Her determination to succeed has paid off – from starring in Netflix’s Sex Eduation to Bridgerton. As season three is on the horizon, the world is eagerly anticipating a return to the regency-era and the characters we all know and love.
Simone’s debut in the second season depicted Kate and Anthony Bridgerton’s slow-burning romance – a mutual dislike that sparked unbearable sexual tension and, eventually, marriage – but Ashley says the third season will show a new side to Kate as she settles into her role as viscountess
‘I’m really excited,’ she gushes. ‘What’s so special about Bridgeton is that every season there’s a new focus on a new love story. So in season three, I’m really excited for everyone to see Penelope and Collin’s love story unfold, because it’s been a long time coming.’ Adding, ‘But I’m equally as excited for everyone to see Kate settling into the Bridgerton family and a little bit more of her backstory as well.’

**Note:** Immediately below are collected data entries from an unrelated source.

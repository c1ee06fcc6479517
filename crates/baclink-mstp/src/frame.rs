//! MS/TP frame codec.
//!
//! Wire format (Clause 9): preamble `0x55 0xFF`, frame type, destination,
//! source, 2-byte big-endian data length, header CRC-8, then for non-empty
//! frames the data followed by a CRC-16 transmitted LSB first. The decoder
//! works on a byte stream: noise before a preamble is discarded, and any
//! malformed header or failed CRC resynchronizes to the next preamble
//! instead of failing the stream.

use baclink_core::crc::{data_crc, data_crc_ok, header_crc, header_crc_ok};
use thiserror::Error;

pub const PREAMBLE: [u8; 2] = [0x55, 0xFF];

/// Preamble + type + dest + src + 2-byte length + header CRC.
pub const HEADER_LEN: usize = 8;

/// Largest data field a frame may carry.
pub const MAX_DATA_LEN: usize = 501;

#[derive(Debug, Clone, Copy, PartialEq, Eq)]
pub enum FrameType {
    Token,
    PollForMaster,
    ReplyToPollForMaster,
    TestRequest,
    TestResponse,
    DataExpectingReply,
    DataNotExpectingReply,
    ReplyPostponed,
}

impl FrameType {
    pub const fn from_u8(value: u8) -> Option<Self> {
        match value {
            0 => Some(Self::Token),
            1 => Some(Self::PollForMaster),
            2 => Some(Self::ReplyToPollForMaster),
            3 => Some(Self::TestRequest),
            4 => Some(Self::TestResponse),
            5 => Some(Self::DataExpectingReply),
            6 => Some(Self::DataNotExpectingReply),
            7 => Some(Self::ReplyPostponed),
            _ => None,
        }
    }

    pub const fn to_u8(self) -> u8 {
        match self {
            Self::Token => 0,
            Self::PollForMaster => 1,
            Self::ReplyToPollForMaster => 2,
            Self::TestRequest => 3,
            Self::TestResponse => 4,
            Self::DataExpectingReply => 5,
            Self::DataNotExpectingReply => 6,
            Self::ReplyPostponed => 7,
        }
    }

    /// True for the frame types whose sender then waits in WaitForReply.
    pub const fn expects_reply(self) -> bool {
        matches!(self, Self::DataExpectingReply | Self::TestRequest)
    }
}

#[derive(Debug, Clone, PartialEq, Eq)]
pub struct Frame {
    pub frame_type: FrameType,
    pub destination: u8,
    pub source: u8,
    pub data: Vec<u8>,
}

impl Frame {
    pub fn control(frame_type: FrameType, destination: u8, source: u8) -> Self {
        Self {
            frame_type,
            destination,
            source,
            data: Vec::new(),
        }
    }

    pub fn encode(&self) -> Vec<u8> {
        debug_assert!(self.data.len() <= MAX_DATA_LEN);
        let mut out = Vec::with_capacity(HEADER_LEN + self.data.len() + 2);
        out.extend_from_slice(&PREAMBLE);
        out.push(self.frame_type.to_u8());
        out.push(self.destination);
        out.push(self.source);
        out.extend_from_slice(&(self.data.len() as u16).to_be_bytes());
        out.push(header_crc(&out[2..7]));
        if !self.data.is_empty() {
            out.extend_from_slice(&self.data);
            let crc = data_crc(&self.data);
            // LSB first on the wire
            out.push(crc as u8);
            out.push((crc >> 8) as u8);
        }
        out
    }
}

/// A decoded header for passive observation, delivered for every valid
/// frame whether or not its payload is addressed to this station.
#[derive(Debug, Clone, Copy, PartialEq, Eq)]
pub struct ObservedFrame {
    pub frame_type: FrameType,
    pub destination: u8,
    pub source: u8,
    pub data_len: u16,
}

#[derive(Debug, Clone, Copy, PartialEq, Eq, Error)]
pub enum ExtractError {
    #[error("header CRC mismatch")]
    BadHeaderCrc,
    #[error("data CRC mismatch")]
    BadDataCrc,
    #[error("data length exceeds {}", MAX_DATA_LEN)]
    Oversized,
    #[error("unknown frame type {0}")]
    UnknownFrameType(u8),
}

/// Incremental frame extractor over a raw byte stream.
///
/// `next_frame` returns `Ok(Some(..))` per complete valid frame,
/// `Ok(None)` when more bytes are needed, and `Err(..)` once per malformed
/// frame after resynchronizing past it; callers keep calling to drain the
/// buffer.
#[derive(Debug, Default)]
pub struct FrameExtractor {
    buf: Vec<u8>,
}

impl FrameExtractor {
    pub fn new() -> Self {
        Self::default()
    }

    pub fn push_bytes(&mut self, bytes: &[u8]) {
        self.buf.extend_from_slice(bytes);
    }

    pub fn next_frame(&mut self) -> Result<Option<Frame>, ExtractError> {
        // Scan to the next preamble, keeping a trailing 0x55 that may be
        // the start of one.
        match self
            .buf
            .windows(2)
            .position(|w| w == PREAMBLE)
        {
            Some(pos) => {
                self.buf.drain(..pos);
            }
            None => {
                let keep = if self.buf.last() == Some(&PREAMBLE[0]) {
                    1
                } else {
                    0
                };
                self.buf.drain(..self.buf.len() - keep);
                return Ok(None);
            }
        }

        if self.buf.len() < HEADER_LEN {
            return Ok(None);
        }

        if !header_crc_ok(&self.buf[2..7], self.buf[7]) {
            self.buf.drain(..2);
            return Err(ExtractError::BadHeaderCrc);
        }

        let type_octet = self.buf[2];
        let destination = self.buf[3];
        let source = self.buf[4];
        let data_len = u16::from_be_bytes([self.buf[5], self.buf[6]]) as usize;

        let frame_type = match FrameType::from_u8(type_octet) {
            Some(frame_type) => frame_type,
            None => {
                self.buf.drain(..2);
                return Err(ExtractError::UnknownFrameType(type_octet));
            }
        };
        if data_len > MAX_DATA_LEN {
            self.buf.drain(..2);
            return Err(ExtractError::Oversized);
        }

        let total_len = if data_len > 0 {
            HEADER_LEN + data_len + 2
        } else {
            HEADER_LEN
        };
        if self.buf.len() < total_len {
            return Ok(None);
        }

        let data = if data_len > 0 {
            let data = &self.buf[HEADER_LEN..HEADER_LEN + data_len];
            let crc_lo = self.buf[HEADER_LEN + data_len];
            let crc_hi = self.buf[HEADER_LEN + data_len + 1];
            if !data_crc_ok(data, crc_lo, crc_hi) {
                self.buf.drain(..total_len);
                return Err(ExtractError::BadDataCrc);
            }
            data.to_vec()
        } else {
            Vec::new()
        };

        self.buf.drain(..total_len);
        Ok(Some(Frame {
            frame_type,
            destination,
            source,
            data,
        }))
    }
}

#[cfg(test)]
mod tests {
    use super::{ExtractError, Frame, FrameExtractor, FrameType};
    use baclink_core::crc::header_crc;
    use proptest::prelude::*;

    #[test]
    fn token_frame_byte_layout() {
        let encoded = Frame::control(FrameType::Token, 5, 3).encode();
        let crc = header_crc(&[0x00, 0x05, 0x03, 0x00, 0x00]);
        assert_eq!(encoded, vec![0x55, 0xFF, 0x00, 0x05, 0x03, 0x00, 0x00, crc]);
    }

    #[test]
    fn data_frame_roundtrip() {
        let frame = Frame {
            frame_type: FrameType::DataNotExpectingReply,
            destination: 0xFF,
            source: 7,
            data: vec![0x01, 0x20, 0xFF, 0x00],
        };
        let mut ex = FrameExtractor::new();
        ex.push_bytes(&frame.encode());
        assert_eq!(ex.next_frame().unwrap(), Some(frame));
        assert_eq!(ex.next_frame().unwrap(), None);
    }

    #[test]
    fn noise_prefix_is_discarded() {
        let frame = Frame::control(FrameType::Token, 2, 1);
        let mut stream = vec![0x00, 0x13, 0x55, 0x42, 0xAB];
        stream.extend_from_slice(&frame.encode());
        let mut ex = FrameExtractor::new();
        ex.push_bytes(&stream);
        assert_eq!(ex.next_frame().unwrap(), Some(frame));
    }

    #[test]
    fn header_crc_error_resyncs_to_following_frame() {
        let good = Frame::control(FrameType::Token, 2, 1);
        let mut corrupted = good.encode();
        corrupted[3] ^= 0x01; // flip destination, CRC now wrong
        let mut stream = corrupted;
        stream.extend_from_slice(&good.encode());

        let mut ex = FrameExtractor::new();
        ex.push_bytes(&stream);
        assert_eq!(ex.next_frame().unwrap_err(), ExtractError::BadHeaderCrc);
        assert_eq!(ex.next_frame().unwrap(), Some(good));
    }

    #[test]
    fn data_crc_error_consumes_whole_frame() {
        let frame = Frame {
            frame_type: FrameType::DataNotExpectingReply,
            destination: 4,
            source: 9,
            data: vec![1, 2, 3],
        };
        let mut encoded = frame.encode();
        let last = encoded.len() - 1;
        encoded[last] ^= 0xFF;
        let follow = Frame::control(FrameType::Token, 4, 9);
        encoded.extend_from_slice(&follow.encode());

        let mut ex = FrameExtractor::new();
        ex.push_bytes(&encoded);
        assert_eq!(ex.next_frame().unwrap_err(), ExtractError::BadDataCrc);
        assert_eq!(ex.next_frame().unwrap(), Some(follow));
    }

    #[test]
    fn frame_split_across_reads() {
        let frame = Frame {
            frame_type: FrameType::DataExpectingReply,
            destination: 1,
            source: 2,
            data: vec![0xAA; 32],
        };
        let encoded = frame.encode();
        let mut ex = FrameExtractor::new();
        for chunk in encoded.chunks(5) {
            ex.push_bytes(chunk);
        }
        assert_eq!(ex.next_frame().unwrap(), Some(frame));
    }

    #[test]
    fn trailing_preamble_byte_is_kept() {
        let mut ex = FrameExtractor::new();
        ex.push_bytes(&[0x01, 0x02, 0x55]);
        assert_eq!(ex.next_frame().unwrap(), None);
        // The dangling 0x55 must still pair with a following 0xFF.
        let frame = Frame::control(FrameType::Token, 8, 3);
        ex.push_bytes(&frame.encode()[1..]);
        assert_eq!(ex.next_frame().unwrap(), Some(frame));
    }

    proptest! {
        #[test]
        fn roundtrip_any_frame(
            type_octet in 0u8..=7,
            destination: u8,
            source: u8,
            data in proptest::collection::vec(any::<u8>(), 0..=501),
        ) {
            let frame = Frame {
                frame_type: FrameType::from_u8(type_octet).unwrap(),
                destination,
                source,
                data,
            };
            let mut ex = FrameExtractor::new();
            ex.push_bytes(&frame.encode());
            prop_assert_eq!(ex.next_frame().unwrap(), Some(frame));
        }

        #[test]
        fn recovers_after_noise_prefix(
            // Noise free of 0x55 so it cannot fake a preamble.
            noise in proptest::collection::vec(0u8..0x50, 0..64),
            destination: u8,
            source: u8,
        ) {
            let frame = Frame::control(FrameType::PollForMaster, destination, source);
            let mut ex = FrameExtractor::new();
            ex.push_bytes(&noise);
            ex.push_bytes(&frame.encode());
            prop_assert_eq!(ex.next_frame().unwrap(), Some(frame));
        }
    }
}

Through Diet Paratha, founded by Anita Chhabi, the next generation of South Asian creatives will find those much needed role models. Simone reflects on how seeing other women of colour in the entertainment industry thrive, inspired her own journey. She explains, ‘I think it’s really important for the entertainment industry – especially for women of colour – to just be like, “Look, we’re a community, and let’s welcome each other in whether you’ve been in here for years, or if you’re new, or wherever you’ve come from, we’re here to do this together and to support each other. There’s a seat at the table for all of us.”‘
How important is it to Simone to play roles that transcend stereotypes? ‘It’s all I’ve ever wanted,’ she replies instantly. ‘ When I wanted to be an actress – I just wanted to be an actress. So, I was I never wanted to play stereotypes, ‘she says, carefully weighing her words. ‘That’s why it’s so important for the entertainment industry to create roles that are authentic.’
Simone says, ‘There are so many different Indian actors that I looked up to look up to. I was watching Lion again the other night which stars Dev Patel. And I was just like, “Wow, look at him shine, what a career he’s had, and the characters that he’s chosen to play – from culturally specific roles to non-culturally specific roles – he’s amazing.” She continues, ‘I think it’s about finding those stories, scripts, and creative teams that do defy all those stereotypes and want authentic representation.’ She explains that collaborating with Johnnie Walker on this campaign was an instant yes as she was surrounded by a team that understood that vision.
Over the years, Simone has found the beauty in her differences and wants to inspire upcoming talent to do the same. She reflects, ‘When I was 16, I used to get scripts and be like, “Oh, well, they’ll never cast a brown girl. They’ll never cast anyone that looks like me,” but there is so much power in realising actually they could because I’m going to show them how great I am.’
Simone has created a path for herself and also lays one out for the next generation – but what advice does she have for them? ‘Your voice is mighty – follow your voice and dream big, ‘ she says. Before she ends the call she adds, ‘Oh, and just know that there is a community and a space within this industry for you – people will support and celebrate you.’